2 . The integrated circuit according to claim 1 , wherein the electropositive element comprises a metal or metalloid.
3 . The integrated circuit according to claim 1 , wherein the electropositive element comprises a metal selected from the group consisting of silver (Ag), gallium (Ga), copper (Cu), chromium (Cr), cobalt (Co), zinc (Zn), cadmium (Cd), bismuth (Bi), palladium (Pd) and platinum (Pt).
4 . The integrated circuit according to claim 1 , wherein the chalcogen is selected from the group consisting of sulphur (S), selenium (Se) or tellurium (Te).
5 . The integrated circuit according to claim 1 , wherein the matrix material layer comprises a material selected from the group consisting of AgGaS 2 , CuGaS 2 , AgCrS 2 , CuCrS 2 , Ga 2 S 3 , CoS, ZnS, CdS, Bi 2 S 3 , PdS, PtS or a combination thereof.
6 . The integrated circuit according to claim 1 , wherein the matrix material is thermally stable at temperatures of up to 430° C.

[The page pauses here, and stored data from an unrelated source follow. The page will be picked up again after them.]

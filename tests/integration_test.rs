//! Integration tests for redline.
#![allow(clippy::expect_used, clippy::unwrap_used)]

use redline::{BlockedWordConfig, Error, FilterStats, LineCensor, process};
use std::io::Cursor;

#[test]
fn test_error_types() {
    let err = Error::NoInput;
    assert!(format!("{err}").contains("no input"));

    let err = Error::OperationFailed {
        operation: "read_input".to_string(),
        cause: "broken pipe".to_string(),
    };
    let display = format!("{err}");
    assert!(display.contains("read_input"));
    assert!(display.contains("broken pipe"));

    let err = Error::HomeDirUnavailable;
    assert!(format!("{err}").contains("home directory"));
}

#[test]
fn test_parse_then_filter() {
    let list = "\
# words for the quarterly report
redaction: [REDACTED]

Project Nightingale
  acme corp
";
    let config = BlockedWordConfig::from_reader(list.as_bytes(), "list".as_ref()).unwrap();
    assert_eq!(config.len(), 2);
    assert_eq!(config.redaction(), b"[REDACTED]");

    let input = "\
Status for Project Nightingale:
# Project Nightingale owners only
acme corp signed; acme corporation pending
";
    let mut output = Vec::new();
    let stats = process(Cursor::new(input), &mut output, &LineCensor::new(&config)).unwrap();

    assert_eq!(
        String::from_utf8(output).unwrap(),
        "\
Status for [REDACTED]:
# Project Nightingale owners only
[REDACTED] signed; [REDACTED]oration pending
"
    );
    assert_eq!(
        stats,
        FilterStats {
            lines: 3,
            comments: 1,
            censored: 2,
        }
    );
}

#[test]
fn test_sequential_passes_across_lines() {
    let config = BlockedWordConfig::new(["ab", "ba"], "*").unwrap();
    let mut output = Vec::new();
    process(
        Cursor::new("abba\nbaab\nxyz\n"),
        &mut output,
        &LineCensor::new(&config),
    )
    .unwrap();

    assert_eq!(String::from_utf8(output).unwrap(), "**\nb*b\nxyz\n");
}

#[cfg(unix)]
mod file_loading {
    use super::*;
    use std::fs;
    use std::os::unix::fs::PermissionsExt;
    use std::path::PathBuf;
    use tempfile::TempDir;

    fn word_list(dir: &TempDir, contents: &str, mode: u32) -> PathBuf {
        let path = dir.path().join(".blocked_words.txt");
        fs::write(&path, contents).unwrap();
        fs::set_permissions(&path, fs::Permissions::from_mode(mode)).unwrap();
        path
    }

    #[test]
    fn test_load_from_file() {
        let dir = TempDir::new().unwrap();
        let path = word_list(&dir, "redaction: ***\nsecret\n", 0o700);

        let config = BlockedWordConfig::load_from_file(&path).unwrap();

        assert_eq!(config.redaction(), b"***");
        assert_eq!(
            LineCensor::new(&config).censor(b"top secret plan"),
            b"top *** plan".as_slice()
        );
    }

    #[test]
    fn test_permissions_checked_before_parsing() {
        let dir = TempDir::new().unwrap();
        // Would also be a duplicate-redaction error if it were parsed.
        let path = word_list(&dir, "redaction: a\nredaction: b\n", 0o644);

        let err = BlockedWordConfig::load_from_file(&path).unwrap_err();

        assert!(matches!(err, Error::InsecurePermissions { mode: 0o644, .. }));
    }

    #[test]
    fn test_duplicate_redaction_in_file() {
        let dir = TempDir::new().unwrap();
        let path = word_list(&dir, "redaction: a\nredaction: b\n", 0o700);

        let err = BlockedWordConfig::load_from_file(&path).unwrap_err();

        assert!(matches!(err, Error::DuplicateRedaction { path: ref p } if *p == path));
    }

    #[test]
    fn test_restated_default_token_in_file() {
        let dir = TempDir::new().unwrap();
        let path = word_list(&dir, "redaction: redacted\nredaction: [x]\nsecret\n", 0o700);

        let config = BlockedWordConfig::load_from_file(&path).unwrap();

        assert_eq!(config.redaction(), b"[x]");
    }

    #[test]
    fn test_missing_file() {
        let dir = TempDir::new().unwrap();
        let err =
            BlockedWordConfig::load_from_file(&dir.path().join(".blocked_words.txt")).unwrap_err();
        assert!(matches!(err, Error::OperationFailed { .. }));
    }

    #[test]
    fn test_directory_with_owner_mode_is_unreadable() {
        let dir = TempDir::new().unwrap();
        let path = dir.path().join("words");
        fs::create_dir(&path).unwrap();
        fs::set_permissions(&path, fs::Permissions::from_mode(0o700)).unwrap();

        let err = BlockedWordConfig::load_from_file(&path).unwrap_err();

        assert!(matches!(err, Error::OperationFailed { .. }));
    }
}
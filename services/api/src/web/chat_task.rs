//! services/api/src/web/chat_task.rs
//!
//! Resolves one chatbot reply: ask the remote chat-completion service, and fall
//! back to the local keyword table on any failure. Callers always get text back.

use portfolio_core::{ChatCompletionService, KeywordResponder};
use std::sync::Arc;
use std::time::{Duration, Instant};
use tracing::{error, info, warn};

pub struct RemoteResponder {
    remote: Option<Arc<dyn ChatCompletionService>>,
    fallback: KeywordResponder,
    timeout: Duration,
}

impl RemoteResponder {
    /// `remote` is `None` when no API credential is configured; every reply then
    /// comes from `fallback`.
    pub fn new(
        remote: Option<Arc<dyn ChatCompletionService>>,
        fallback: KeywordResponder,
        timeout: Duration,
    ) -> Self {
        Self {
            remote,
            fallback,
            timeout,
        }
    }

    pub fn is_remote_configured(&self) -> bool {
        self.remote.is_some()
    }

    pub fn fallback_reply(&self, message: &str) -> String {
        self.fallback.respond(message).to_string()
    }

    /// Makes a single attempt against the remote service, bounded by the
    /// configured timeout. No retries.
    pub async fn respond(&self, message: &str) -> String {
        let Some(remote) = &self.remote else {
            warn!("Chat API key not configured. Using fallback responses.");
            return self.fallback_reply(message);
        };

        let start_time = Instant::now();
        match tokio::time::timeout(self.timeout, remote.complete(message)).await {
            Ok(Ok(reply)) => {
                info!("Remote chat reply received in {:?}", start_time.elapsed());
                reply
            }
            Ok(Err(e)) => {
                error!("Chat API error, using fallback: {}", e);
                self.fallback_reply(message)
            }
            Err(_) => {
                error!(
                    "Chat API timed out after {:?}, using fallback",
                    self.timeout
                );
                self.fallback_reply(message)
            }
        }
    }
}
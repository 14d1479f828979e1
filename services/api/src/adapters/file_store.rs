//! services/api/src/adapters/file_store.rs
//!
//! This module contains the file-backed implementation of the `KeyValueStore`
//! port. Each key is one `<key>.json` file inside the data directory.

use portfolio_core::ports::{KeyValueStore, PortError, PortResult};
use std::fs;
use std::io::ErrorKind;
use std::path::{Path, PathBuf};
use tracing::debug;

//=========================================================================================
// The Main Adapter Struct
//=========================================================================================

/// A key/value store that keeps one JSON document per key on disk.
#[derive(Clone, Debug)]
pub struct FileStore {
    dir: PathBuf,
}

impl FileStore {
    /// Creates a new `FileStore`, creating `dir` if it does not exist yet.
    pub fn open(dir: impl Into<PathBuf>) -> PortResult<Self> {
        let dir = dir.into();
        fs::create_dir_all(&dir).map_err(|e| {
            PortError::Unexpected(format!("creating data dir {}: {}", dir.display(), e))
        })?;
        Ok(Self { dir })
    }

    pub fn dir(&self) -> &Path {
        &self.dir
    }

    fn path_for(&self, key: &str) -> PortResult<PathBuf> {
        let valid = !key.is_empty()
            && key
                .chars()
                .all(|c| c.is_ascii_alphanumeric() || c == '_' || c == '-');
        if !valid {
            return Err(PortError::Validation(format!("storage key '{}'", key)));
        }
        Ok(self.dir.join(format!("{}.json", key)))
    }
}

//=========================================================================================
// `KeyValueStore` Trait Implementation
//=========================================================================================

impl KeyValueStore for FileStore {
    fn get(&self, key: &str) -> PortResult<Option<String>> {
        let path = self.path_for(key)?;
        match fs::read_to_string(&path) {
            Ok(raw) => Ok(Some(raw)),
            Err(e) if e.kind() == ErrorKind::NotFound => Ok(None),
            // Non-UTF-8 content reads as a corrupt value rather than an I/O failure.
            Err(e) if e.kind() == ErrorKind::InvalidData => {
                Err(PortError::Corrupt(format!("{}: {}", path.display(), e)))
            }
            Err(e) => Err(PortError::Unexpected(format!(
                "reading {}: {}",
                path.display(),
                e
            ))),
        }
    }

    /// Writes a sibling temp file and renames it over the target; readers never
    /// see a partial document.
    fn set(&self, key: &str, value: &str) -> PortResult<()> {
        let path = self.path_for(key)?;
        let tmp = self.dir.join(format!(".{}.json.tmp", key));

        fs::write(&tmp, value)
            .and_then(|_| fs::rename(&tmp, &path))
            .map_err(|e| PortError::Unexpected(format!("writing {}: {}", path.display(), e)))?;

        debug!("Stored {} bytes under '{}'", value.len(), key);
        Ok(())
    }

    fn remove(&self, key: &str) -> PortResult<()> {
        let path = self.path_for(key)?;
        match fs::remove_file(&path) {
            Ok(()) => Ok(()),
            Err(e) if e.kind() == ErrorKind::NotFound => Ok(()),
            Err(e) => Err(PortError::Unexpected(format!(
                "removing {}: {}",
                path.display(),
                e
            ))),
        }
    }
}
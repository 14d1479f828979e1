pub mod chat_llm;
pub mod file_store;

pub use chat_llm::OpenAiChatAdapter;
pub use file_store::FileStore;
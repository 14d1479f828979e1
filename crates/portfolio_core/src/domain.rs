//! crates/portfolio_core/src/domain.rs
//!
//! Defines the core data records: Q&A questions with their replies, and
//! meeting bookings. Field names follow the portfolio site's records, but
//! timestamps are RFC 3339 and durations are numbers, so browser-storage
//! exports need converting before they load.

use chrono::{DateTime, NaiveDate, NaiveTime, Utc};
use serde::{Deserialize, Serialize};
use std::fmt;
use std::str::FromStr;

//=========================================================================================
// Community Q&A
//=========================================================================================

/// A question posted to the community board.
#[derive(Debug, Clone, PartialEq, Eq, Serialize, Deserialize)]
pub struct Question {
    pub id: u64,
    pub title: String,
    #[serde(default)]
    pub description: String,
    pub author: String,
    #[serde(default, skip_serializing_if = "Option::is_none")]
    pub email: Option<String>,
    #[serde(rename = "timestamp")]
    pub created_at: DateTime<Utc>,
    /// Oldest first.
    #[serde(default)]
    pub replies: Vec<Reply>,
}

/// An answer to a question. Only ever lives inside its parent `Question`.
#[derive(Debug, Clone, PartialEq, Eq, Serialize, Deserialize)]
pub struct Reply {
    pub id: u64,
    pub text: String,
    pub author: String,
    #[serde(rename = "timestamp")]
    pub created_at: DateTime<Utc>,
}

//=========================================================================================
// Meetings
//=========================================================================================

/// A meeting booking made through the scheduler.
#[derive(Debug, Clone, PartialEq, Eq, Serialize, Deserialize)]
pub struct Meeting {
    pub id: u64,
    pub name: String,
    pub email: String,
    pub phone: String,
    #[serde(rename = "type")]
    pub meeting_type: MeetingType,
    pub format: MeetingFormat,
    pub date: NaiveDate,
    #[serde(with = "clock_time")]
    pub time: NaiveTime,
    /// Minutes.
    pub duration: u32,
    pub topic: String,
    #[serde(rename = "timestamp")]
    pub created_at: DateTime<Utc>,
    pub status: MeetingStatus,
}

#[derive(Debug, Clone, Copy, PartialEq, Eq, Hash, Serialize, Deserialize)]
#[serde(rename_all = "lowercase")]
pub enum MeetingType {
    Consultation,
    Mentoring,
    Project,
    Career,
    Networking,
    Other,
}

impl MeetingType {
    pub fn as_str(&self) -> &'static str {
        match self {
            MeetingType::Consultation => "consultation",
            MeetingType::Mentoring => "mentoring",
            MeetingType::Project => "project",
            MeetingType::Career => "career",
            MeetingType::Networking => "networking",
            MeetingType::Other => "other",
        }
    }
}

impl FromStr for MeetingType {
    type Err = UnknownVariant;

    fn from_str(s: &str) -> Result<Self, Self::Err> {
        match s.trim().to_ascii_lowercase().as_str() {
            "consultation" => Ok(MeetingType::Consultation),
            "mentoring" => Ok(MeetingType::Mentoring),
            "project" => Ok(MeetingType::Project),
            "career" => Ok(MeetingType::Career),
            "networking" => Ok(MeetingType::Networking),
            "other" => Ok(MeetingType::Other),
            _ => Err(UnknownVariant(s.to_string())),
        }
    }
}

impl fmt::Display for MeetingType {
    fn fmt(&self, f: &mut fmt::Formatter<'_>) -> fmt::Result {
        f.write_str(self.as_str())
    }
}

#[derive(Debug, Clone, Copy, PartialEq, Eq, Hash, Serialize, Deserialize)]
#[serde(rename_all = "kebab-case")]
pub enum MeetingFormat {
    Video,
    Phone,
    InPerson,
}

impl MeetingFormat {
    pub fn as_str(&self) -> &'static str {
        match self {
            MeetingFormat::Video => "video",
            MeetingFormat::Phone => "phone",
            MeetingFormat::InPerson => "in-person",
        }
    }
}

impl FromStr for MeetingFormat {
    type Err = UnknownVariant;

    fn from_str(s: &str) -> Result<Self, Self::Err> {
        match s.trim().to_ascii_lowercase().as_str() {
            "video" => Ok(MeetingFormat::Video),
            "phone" => Ok(MeetingFormat::Phone),
            "in-person" => Ok(MeetingFormat::InPerson),
            _ => Err(UnknownVariant(s.to_string())),
        }
    }
}

impl fmt::Display for MeetingFormat {
    fn fmt(&self, f: &mut fmt::Formatter<'_>) -> fmt::Result {
        f.write_str(self.as_str())
    }
}

/// Booking status. New bookings are `Pending` and the site shows them as "scheduled".
#[derive(Debug, Clone, Copy, PartialEq, Eq, Default, Serialize, Deserialize)]
#[serde(rename_all = "lowercase")]
pub enum MeetingStatus {
    #[default]
    Pending,
}

impl MeetingStatus {
    pub fn as_str(&self) -> &'static str {
        match self {
            MeetingStatus::Pending => "pending",
        }
    }
}

/// Returned when a string names no known enum variant.
#[derive(Debug, Clone, PartialEq, Eq, thiserror::Error)]
#[error("unknown value '{0}'")]
pub struct UnknownVariant(pub String);

/// `HH:MM` wall-clock times, as produced by an HTML time input.
pub mod clock_time {
    use chrono::{NaiveTime, Timelike};
    use serde::{Deserialize, Deserializer, Serializer};

    const FORMAT: &str = "%H:%M";

    pub fn serialize<S: Serializer>(time: &NaiveTime, serializer: S) -> Result<S::Ok, S::Error> {
        serializer.serialize_str(&time.format(FORMAT).to_string())
    }

    pub fn deserialize<'de, D: Deserializer<'de>>(deserializer: D) -> Result<NaiveTime, D::Error> {
        let raw = String::deserialize(deserializer)?;
        parse(&raw).map_err(serde::de::Error::custom)
    }

    /// Parses `HH:MM` (seconds are accepted and dropped).
    pub fn parse(raw: &str) -> Result<NaiveTime, chrono::ParseError> {
        let raw = raw.trim();
        let time = NaiveTime::parse_from_str(raw, FORMAT)
            .or_else(|_| NaiveTime::parse_from_str(raw, "%H:%M:%S"))?;
        Ok(time.with_second(0).and_then(|t| t.with_nanosecond(0)).unwrap_or(time))
    }
}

7 . The integrated circuit according to claim 1 , wherein the matrix material is thermally stable at temperatures of up to 600° C.
8 . The integrated circuit according to claim 1 , wherein the matrix material layer is doped with alkaline, alkaline earth or metal ions.
9 . The integrated circuit according to claim 1 , wherein the matrix material layer is doped with silver (Ag), zinc (Zn) or copper (Cu) ions.
10 . The integrated circuit according to claim 1 , wherein the matrix material layer has a thickness of about 20 nm to about 100 nm.
11 . The integrated circuit according to claim 1 , wherein the plurality of programmable metallization memory cells are stacked above each other.
12 . The integrated circuit according to claim 1 , wherein the plurality of programmable metallization memory cells includes a first memory cell and a second memory cell, wherein the first memory cell comprises a first electrode layer, a second electrode layer arranged above the first electrode layer, and a first resistance changing material layer arranged between the first electrode layer and the second electrode layer, and wherein the second memory cell comprises a third electrode layer arranged above the second electrode layer, a fourth electrode layer being arranged above the third electrode layer, and a second resistance changing material layer being arranged between the third electrode layer and the fourth electrode layer.
13 . A memory module comprising a plurality of integrated circuits according to claim 1 .
14 . A programmable metallization memory cell comprising:
a first electrode layer; a second electrode layer; and a resistance changing material layer being arranged between the first electrode layer and the second electrode layer, wherein the resistance changing material layer comprises an active matrix material layer made of a chalcogenide material comprising at least one chalcogen and at least one electropositive element, wherein the chalcogenide material is not germanium-sulfide (Ge x S y ), germanium-selenide (Ge x Se y ), silver-selenide (Ag x Se y ), copper-sulfide (Cu x S y ), arsenium-sulfide (As x S y ), or tungsten-oxide (W x O y ).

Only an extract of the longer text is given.